▶ _THE TASK_:
Nothing but the lines from the start of the records through the line that contains "use tokio::sync::Mutex;" is to be copied, and each is to be copied exactly.

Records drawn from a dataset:

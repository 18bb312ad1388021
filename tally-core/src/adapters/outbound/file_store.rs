use std::collections::HashMap;
use std::io::{ErrorKind, Write};
use std::path::{Path, PathBuf};

use async_trait::async_trait;
use serde_json::{Map, Value};
use tempfile::NamedTempFile;
use tokio::sync::Mutex;

use crate::domain::ports::outbound::{KeyValueStore, StoreError};

/// Key-value store kept as one JSON object in a user-only file.
///
/// Writes go through a temporary sibling file that is renamed into place.
pub struct JsonFileStore {
    path: PathBuf,
    // Serialises read-modify-write cycles within this process.
    lock: Mutex<()>,
}

impl JsonFileStore {
    pub fn new(path: impl Into<PathBuf>) -> Self {
        Self {
            path: path.into(),
            lock: Mutex::new(()),
        }
    }

    pub fn path(&self) -> &Path {
        &self.path
    }

    async fn read_all(&self) -> Result<Map<String, Value>, StoreError> {
        let raw = match tokio::fs::read_to_string(&self.path).await {
            Ok(raw) => raw,
            Err(e) if e.kind() == ErrorKind::NotFound => return Ok(Map::new()),
            Err(e) => return Err(e.into()),
        };
        if raw.trim().is_empty() {
            return Ok(Map::new());
        }

        match serde_json::from_str::<Value>(&raw)? {
            Value::Object(map) => Ok(map),
            _ => Err(StoreError::Unavailable(format!(
                "{} does not hold a JSON object",
                self.path.display()
            ))),
        }
    }

    /// Like `read_all`, but an unreadable file is logged and replaced.
    async fn read_for_update(&self) -> Result<Map<String, Value>, StoreError> {
        match self.read_all().await {
            Err(e @ (StoreError::Serialization(_) | StoreError::Unavailable(_))) => {
                tracing::warn!("Discarding unreadable {}: {}", self.path.display(), e);
                Ok(Map::new())
            }
            result => result,
        }
    }

    /// Replace the file in one rename so a failed write leaves the old content.
    async fn write_all(&self, values: &Map<String, Value>) -> Result<(), StoreError> {
        let content = serde_json::to_vec_pretty(values)?;
        let path = self.path.clone();

        tokio::task::spawn_blocking(move || -> Result<(), StoreError> {
            let parent = match path.parent() {
                Some(parent) if !parent.as_os_str().is_empty() => parent.to_path_buf(),
                _ => PathBuf::from("."),
            };
            std::fs::create_dir_all(&parent)?;

            // Created with 0600 on unix.
            let mut file = NamedTempFile::new_in(&parent)?;
            file.write_all(&content)?;
            file.as_file().sync_all()?;
            file.persist(&path).map_err(|e| e.error)?;
            Ok(())
        })
        .await
        .map_err(|e| StoreError::Unavailable(format!("write task failed: {}", e)))?
    }
}

#[async_trait]
impl KeyValueStore for JsonFileStore {
    async fn get(&self, keys: &[&str]) -> Result<HashMap<String, Value>, StoreError> {
        let _guard = self.lock.lock().await;
        let mut all = self.read_all().await?;
        Ok(keys
            .iter()
            .filter_map(|k| all.remove(*k).map(|v| (k.to_string(), v)))
            .collect())
    }

    async fn set(&self, values: HashMap<String, Value>) -> Result<(), StoreError> {
        let _guard = self.lock.lock().await;
        let mut all = self.read_for_update().await?;
        all.extend(values);
        self.write_all(&all).await
    }

    async fn remove(&self, keys: &[&str]) -> Result<(), StoreError> {
        let _guard = self.lock.lock().await;
        let mut all = match self.read_all().await {
            Ok(all) => all,
            Err(StoreError::Io(e)) => return Err(StoreError::Io(e)),
            Err(e) => {
                tracing::warn!("Clearing unreadable {}: {}", self.path.display(), e);
                return self.write_all(&Map::new()).await;
            }
        };
        let before = all.len();
        for key in keys {
            all.remove(*key);
        }
        if all.len() == before {
            return Ok(());
        }
        self.write_all(&all).await
    }
}
use serde::{Deserialize, Serialize};

use super::{ProjectId, TaskId};

#[derive(Debug, Clone, PartialEq, Eq, Serialize, Deserialize)]
pub struct Project {
    pub id: ProjectId,
    pub name: String,
    pub code: Option<String>,
}

impl Project {
    pub fn new(id: u64, name: impl Into<String>) -> Self {
        Self {
            id: ProjectId::new(id),
            name: name.into(),
            code: None,
        }
    }

    pub fn with_code(mut self, code: impl Into<String>) -> Self {
        self.code = Some(code.into());
        self
    }
}

/// A task assignable within a project.
#[derive(Debug, Clone, PartialEq, Eq, Serialize, Deserialize)]
pub struct Task {
    pub id: TaskId,
    pub name: String,
}

impl Task {
    pub fn new(id: u64, name: impl Into<String>) -> Self {
        Self {
            id: TaskId::new(id),
            name: name.into(),
        }
    }
}
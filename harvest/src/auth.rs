use reqwest::header::{HeaderMap, HeaderValue, AUTHORIZATION, USER_AGENT};
use reqwest::Client;
use serde::{Deserialize, Serialize};

use crate::{
    domain::{Account, AccountsResponse},
    HarvestFetchError, HarvestURL, ID_BASE_URL,
};

pub const CLIENT_USER_AGENT: &str = "tally (Harvest timer client)";

/// Everything needed to talk to the Harvest v2 API on behalf of one account.
#[derive(Debug, Clone, PartialEq, Serialize, Deserialize)]
pub struct Credentials {
    pub subdomain: String,
    pub access_token: String,
    pub account_id: u64,
    #[serde(default)]
    pub account_name: Option<String>,
}

impl Credentials {
    pub fn new(subdomain: impl Into<String>, access_token: impl Into<String>, account_id: u64) -> Self {
        Self {
            subdomain: subdomain.into(),
            access_token: access_token.into(),
            account_id,
            account_name: None,
        }
    }

    /// Resolve the account id for `subdomain` using a personal access token.
    pub async fn authenticate(
        subdomain: &str,
        access_token: &str,
    ) -> Result<Credentials, HarvestFetchError> {
        let subdomain = normalize_subdomain(subdomain);
        if subdomain.is_empty() {
            return Err(HarvestFetchError::InvalidCredentials(
                "Invalid subdomain".to_string(),
            ));
        }
        if access_token.trim().is_empty() {
            return Err(HarvestFetchError::InvalidCredentials(
                "Missing access token".to_string(),
            ));
        }

        let url = HarvestURL::new(ID_BASE_URL).append_path("accounts");
        let mut headers = HeaderMap::new();
        headers.insert(USER_AGENT, HeaderValue::from_static(CLIENT_USER_AGENT));
        headers.insert(
            AUTHORIZATION,
            HeaderValue::from_str(&format!("Bearer {}", access_token.trim()))
                .map_err(|e| HarvestFetchError::InvalidCredentials(e.to_string()))?,
        );

        let resp = Client::new()
            .get(url.as_ref())
            .headers(headers)
            .send()
            .await
            .map_err(|e| HarvestFetchError::ResponseError(e.to_string()))?;
        let resp = crate::client::check_status(resp).await?;

        let accounts: AccountsResponse = resp.json().await.map_err(|e| {
            HarvestFetchError::ParsingError(format!("Failed to parse accounts response: {}", e))
        })?;

        let account = pick_account(&accounts.accounts, &subdomain).ok_or_else(|| {
            HarvestFetchError::InvalidCredentials("No accounts associated with token".to_string())
        })?;

        tracing::info!("Authenticated against Harvest account '{}'", account.name);

        Ok(Credentials {
            subdomain,
            access_token: access_token.trim().to_string(),
            account_id: account.id,
            account_name: Some(account.name.clone()),
        })
    }
}

/// Accept `acme`, `acme.harvestapp.com` or a pasted `https://acme.harvestapp.com/...` URL.
pub fn normalize_subdomain(input: &str) -> String {
    let trimmed = input.trim();
    let without_scheme = trimmed
        .strip_prefix("https://")
        .or_else(|| trimmed.strip_prefix("http://"))
        .unwrap_or(trimmed);
    let without_domain = match without_scheme.find(".harvestapp.com") {
        Some(idx) => &without_scheme[..idx],
        None => without_scheme,
    };
    without_domain.trim_end_matches('/').to_string()
}

/// Prefer the account whose base URI belongs to `subdomain`, else the first one.
pub fn pick_account<'a>(accounts: &'a [Account], subdomain: &str) -> Option<&'a Account> {
    let needle = format!("{}.harvestapp.com", subdomain);
    accounts
        .iter()
        .find(|a| {
            a.base_uri
                .as_deref()
                .map(|uri| uri.contains(&needle))
                .unwrap_or(false)
        })
        .or_else(|| accounts.first())
}

#[cfg(test)]
mod tests {
    use super::*;

    fn account(id: u64, base_uri: &str) -> Account {
        Account {
            id,
            name: format!("account-{}", id),
            base_uri: Some(base_uri.to_string()),
        }
    }

    #[test]
    fn normalize_subdomain_strips_url_noise() {
        assert_eq!(normalize_subdomain("acme"), "acme");
        assert_eq!(normalize_subdomain(" acme.harvestapp.com "), "acme");
        assert_eq!(
            normalize_subdomain("https://acme.harvestapp.com/time/week"),
            "acme"
        );
        assert_eq!(normalize_subdomain("http://acme/"), "acme");
        assert_eq!(normalize_subdomain("   "), "");
    }

    #[test]
    fn pick_account_matches_subdomain() {
        let accounts = vec![
            account(1, "https://other.harvestapp.com"),
            account(2, "https://acme.harvestapp.com"),
        ];
        assert_eq!(pick_account(&accounts, "acme").map(|a| a.id), Some(2));
    }

    #[test]
    fn pick_account_falls_back_to_first() {
        let accounts = vec![account(7, "https://other.harvestapp.com")];
        assert_eq!(pick_account(&accounts, "acme").map(|a| a.id), Some(7));
        assert!(pick_account(&[], "acme").is_none());
    }
}
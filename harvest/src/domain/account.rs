use serde::Deserialize;

#[derive(Debug, Clone, PartialEq, Deserialize)]
pub struct Account {
    pub id: u64,
    pub name: String,
    #[serde(default)]
    pub base_uri: Option<String>,
}

/// `GET https://id.getharvest.com/api/v2/accounts`.
#[derive(Debug, Deserialize)]
pub struct AccountsResponse {
    #[serde(default)]
    pub accounts: Vec<Account>,
}
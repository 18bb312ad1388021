use async_trait::async_trait;
use thiserror::Error;

use crate::domain::models::TimeEntry;

#[derive(Debug, Error)]
#[error("observer failed: {0}")]
pub struct ObserverError(pub String);

/// Something that reacts to timer transitions (a status badge, a log, ...).
///
/// Failures are logged by the dispatcher and never reach the reconciler.
#[async_trait]
pub trait TimerObserver: Send + Sync + 'static {
    async fn on_timer_started(&self, entry: &TimeEntry) -> Result<(), ObserverError>;

    async fn on_timer_stopped(&self) -> Result<(), ObserverError>;
}
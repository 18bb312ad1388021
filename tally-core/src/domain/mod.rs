mod error;
pub mod events;
pub mod models;
pub mod ports;
pub mod services;

pub use error::*;
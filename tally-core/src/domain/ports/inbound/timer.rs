use async_trait::async_trait;

use crate::domain::{
    models::{DailyTotals, RunningTimerView, StartTimerRequest, TimeEntry},
    services::ReconcileOutcome,
    TimeTrackingError,
};

/// Inbound port for timer operations.
///
/// Presentation surfaces (the CLI, the sync worker) drive the timer through
/// this trait and never touch the provider directly.
#[async_trait]
pub trait TimerService: Send + Sync + 'static {
    /// Rebuild the view from the locally persisted snapshot, if any.
    ///
    /// No remote call is made; the next reconcile confirms or corrects it.
    async fn restore(&self) -> RunningTimerView;

    /// Start (or resume) a timer for the given project and task.
    async fn start(&self, request: &StartTimerRequest) -> Result<TimeEntry, TimeTrackingError>;

    /// Stop the running timer. Returns `None` when nothing was running.
    async fn stop(&self) -> Result<Option<TimeEntry>, TimeTrackingError>;

    /// Align the local view with the provider's view of today.
    async fn reconcile(&self) -> ReconcileOutcome;

    /// Replace the notes on the running entry. `None` when nothing is running.
    async fn update_notes(&self, notes: &str) -> Result<Option<TimeEntry>, TimeTrackingError>;

    /// A copy of the current view.
    async fn status(&self) -> RunningTimerView;

    /// Advance the live elapsed counter and return it.
    async fn tick(&self) -> u64;

    async fn daily_totals(&self) -> Result<DailyTotals, TimeTrackingError>;

    /// Today's entries belonging to the authenticated user.
    async fn today_entries(&self) -> Result<Vec<TimeEntry>, TimeTrackingError>;
}
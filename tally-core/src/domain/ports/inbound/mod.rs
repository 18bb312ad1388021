mod timer;

pub use timer::*;
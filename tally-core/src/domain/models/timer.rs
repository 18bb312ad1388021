use serde::{Deserialize, Serialize};
use time::OffsetDateTime;

use super::{ProjectId, TaskId, TimeEntry};
use crate::domain::services::elapsed::{compute_elapsed_seconds, hours_to_seconds};
use crate::domain::TimeTrackingError;

#[derive(Debug, Clone, Copy, PartialEq, Eq)]
pub enum TimerState {
    Idle,
    Running,
}

/// The session's belief about which timer is running.
///
/// Mutated only by the reconciler; everyone else reads a clone.
#[derive(Debug, Clone, PartialEq)]
pub struct RunningTimerView {
    entry: Option<TimeEntry>,
    segment_started_at: Option<OffsetDateTime>,
    base_hours: f64,
    elapsed_seconds: u64,
    last_stopped_seconds: u64,
    generation: u64,
}

impl Default for RunningTimerView {
    fn default() -> Self {
        Self {
            entry: None,
            segment_started_at: None,
            base_hours: 0.0,
            elapsed_seconds: 0,
            last_stopped_seconds: 0,
            generation: 0,
        }
    }
}

impl RunningTimerView {
    pub fn state(&self) -> TimerState {
        if self.entry.is_some() {
            TimerState::Running
        } else {
            TimerState::Idle
        }
    }

    pub fn is_running(&self) -> bool {
        self.state() == TimerState::Running
    }

    pub fn entry(&self) -> Option<&TimeEntry> {
        self.entry.as_ref()
    }

    pub fn segment_started_at(&self) -> Option<OffsetDateTime> {
        self.segment_started_at
    }

    /// Hours banked before the current segment began.
    pub fn base_hours(&self) -> f64 {
        self.base_hours
    }

    pub fn elapsed_seconds(&self) -> u64 {
        self.elapsed_seconds
    }

    pub fn last_stopped_seconds(&self) -> u64 {
        self.last_stopped_seconds
    }

    /// Bumped on every Idle/Running transition and on local edits.
    pub fn generation(&self) -> u64 {
        self.generation
    }

    /// Seconds to display right now: live while running, frozen once stopped.
    pub fn display_seconds(&self, now: OffsetDateTime) -> u64 {
        match self.segment_started_at {
            Some(start) if self.entry.is_some() => self
                .elapsed_seconds
                .max(compute_elapsed_seconds(self.base_hours, start, now)),
            _ => self.elapsed_seconds,
        }
    }

    pub(crate) fn begin(
        &mut self,
        entry: TimeEntry,
        segment_started_at: OffsetDateTime,
        base_hours: f64,
        now: OffsetDateTime,
    ) {
        let base_hours = base_hours.max(0.0);
        self.elapsed_seconds = compute_elapsed_seconds(base_hours, segment_started_at, now);
        self.entry = Some(entry);
        self.segment_started_at = Some(segment_started_at);
        self.base_hours = base_hours;
        self.generation += 1;
    }

    /// Go Idle, keeping `final_seconds` on display until the next start.
    pub(crate) fn end(&mut self, final_seconds: u64) -> Option<TimeEntry> {
        let previous = self.entry.take();
        self.segment_started_at = None;
        self.base_hours = 0.0;
        self.elapsed_seconds = final_seconds;
        self.last_stopped_seconds = final_seconds;
        self.generation += 1;
        previous
    }

    /// Swap the cached entry for a fresher copy of the same entry.
    pub(crate) fn refresh_entry(&mut self, entry: TimeEntry) {
        if self.entry.as_ref().map(|e| e.id) == Some(entry.id) {
            self.entry = Some(entry);
        }
    }

    /// Mark a local edit so in-flight fetches are treated as stale.
    pub(crate) fn touch(&mut self) {
        self.generation += 1;
    }

    /// Recompute the live total; never moves backwards while running.
    pub(crate) fn tick(&mut self, now: OffsetDateTime) -> u64 {
        self.elapsed_seconds = self.display_seconds(now);
        self.elapsed_seconds
    }

    pub(crate) fn to_snapshot(&self) -> Option<TimerSnapshot> {
        Some(TimerSnapshot {
            entry: self.entry.clone()?,
            segment_started_at: self.segment_started_at?,
            base_hours: self.base_hours,
        })
    }
}

/// What gets persisted locally so a restart can resume the display.
#[derive(Debug, Clone, PartialEq, Serialize, Deserialize)]
#[serde(rename_all = "camelCase")]
pub struct TimerSnapshot {
    pub entry: TimeEntry,
    #[serde(with = "time::serde::rfc3339")]
    pub segment_started_at: OffsetDateTime,
    pub base_hours: f64,
}

/// Request to start (or resume) a timer.
#[derive(Debug, Clone, Default, PartialEq)]
pub struct StartTimerRequest {
    pub project_id: Option<ProjectId>,
    pub task_id: Option<TaskId>,
    pub notes: String,
}

impl StartTimerRequest {
    pub fn new(project_id: u64, task_id: u64) -> Self {
        Self {
            project_id: Some(ProjectId::new(project_id)),
            task_id: Some(TaskId::new(task_id)),
            notes: String::new(),
        }
    }

    pub fn with_notes(mut self, notes: impl Into<String>) -> Self {
        self.notes = notes.into();
        self
    }

    pub fn validate(&self) -> Result<(ProjectId, TaskId), TimeTrackingError> {
        let project_id = self
            .project_id
            .ok_or_else(|| TimeTrackingError::validation("a project must be selected"))?;
        let task_id = self
            .task_id
            .ok_or_else(|| TimeTrackingError::validation("a task must be selected"))?;
        Ok((project_id, task_id))
    }
}

/// Today's logged time.
#[derive(Debug, Clone, Copy, Default, PartialEq, Eq)]
pub struct DailyTotals {
    /// Sum over today's entries other than the running one.
    pub base_seconds: u64,
    /// `base_seconds` plus the running entry's live elapsed time.
    pub total_seconds: u64,
}

impl DailyTotals {
    pub fn total_hours(&self) -> f64 {
        self.total_seconds as f64 / 3600.0
    }
}

/// Final seconds for an entry the provider reports as stopped.
pub(crate) fn stopped_entry_seconds(entry: &TimeEntry) -> u64 {
    hours_to_seconds(entry.hours)
}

▶ _RESULT OF THE EXERCISE_:
repository 18bb312ad1388021
filename tally-core/src/adapters/outbound/file_store.rs
use std::collections::HashMap;
use std::io::{ErrorKind, Write};
use std::path::{Path, PathBuf};

use async_trait::async_trait;
use serde_json::{Map, Value};
use tempfile::NamedTempFile;
use tokio::sync::Mutex;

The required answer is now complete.